Directions for this task:
Scan the lines below and report each one containing "engine" by copying it.

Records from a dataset

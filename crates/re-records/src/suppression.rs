//! Suppression record: `spec.md` §3, §4.9 Suppressor. Grounded on
//! `alert-engine/engine/suppressor.py`'s `create_suppression` dict shape.

use std::collections::BTreeSet;

use serde::{Deserialize, Serialize};

use crate::error::Result;

#[derive(Debug, Clone, Copy, PartialEq, Eq, Serialize, Deserialize)]
#[serde(rename_all = "SCREAMING_SNAKE_CASE")]
pub enum SuppressionReason {
    Duplicate,
    PolicySuppressed,
    ManualOverride,
}

#[derive(Debug, Clone, PartialEq, Serialize, Deserialize)]
pub struct Suppression {
    pub suppression_id: String,
    pub alert_id: String,
    pub policy_rule_id: String,
    pub suppression_reason: SuppressionReason,
    pub suppressed_at: String,
    pub suppressed_by: String,
    #[serde(skip_serializing_if = "Option::is_none")]
    pub ledger_entry_id: Option<String>,
}

const LINK_EXCLUDED: &[&str] = &["ledger_entry_id"];

impl Suppression {
    /// Canonical bytes for dedup/comparison, excluding the backfilled
    /// ledger link (`spec.md` §4.4: records never embed their own ledger
    /// placement before that placement happens).
    pub fn canonical_for_comparison(&self) -> Result<Vec<u8>> {
        let excluded: BTreeSet<&str> = LINK_EXCLUDED.iter().copied().collect();
        Ok(re_canon::canonical_bytes(self, &excluded)?)
    }
}

#[cfg(test)]
mod tests {
    use super::*;

    #[test]
    fn ledger_entry_id_excluded_from_comparison() {
        let mut s = Suppression {
            suppression_id: "sup-1".into(),
            alert_id: "alert-1".into(),
            policy_rule_id: "rule-1".into(),
            suppression_reason: SuppressionReason::Duplicate,
            suppressed_at: "2026-01-01T00:00:00.000Z".into(),
            suppressed_by: "dedup-engine".into(),
            ledger_entry_id: None,
        };
        let before = s.canonical_for_comparison().unwrap();
        s.ledger_entry_id = Some("le-1".into());
        let after = s.canonical_for_comparison().unwrap();
        assert_eq!(before, after);
    }
}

Answer to the problem:
//! `alert-engine/engine/suppressor.py`'s `create_suppression` dict shape.
            suppressed_by: "dedup-engine".into(),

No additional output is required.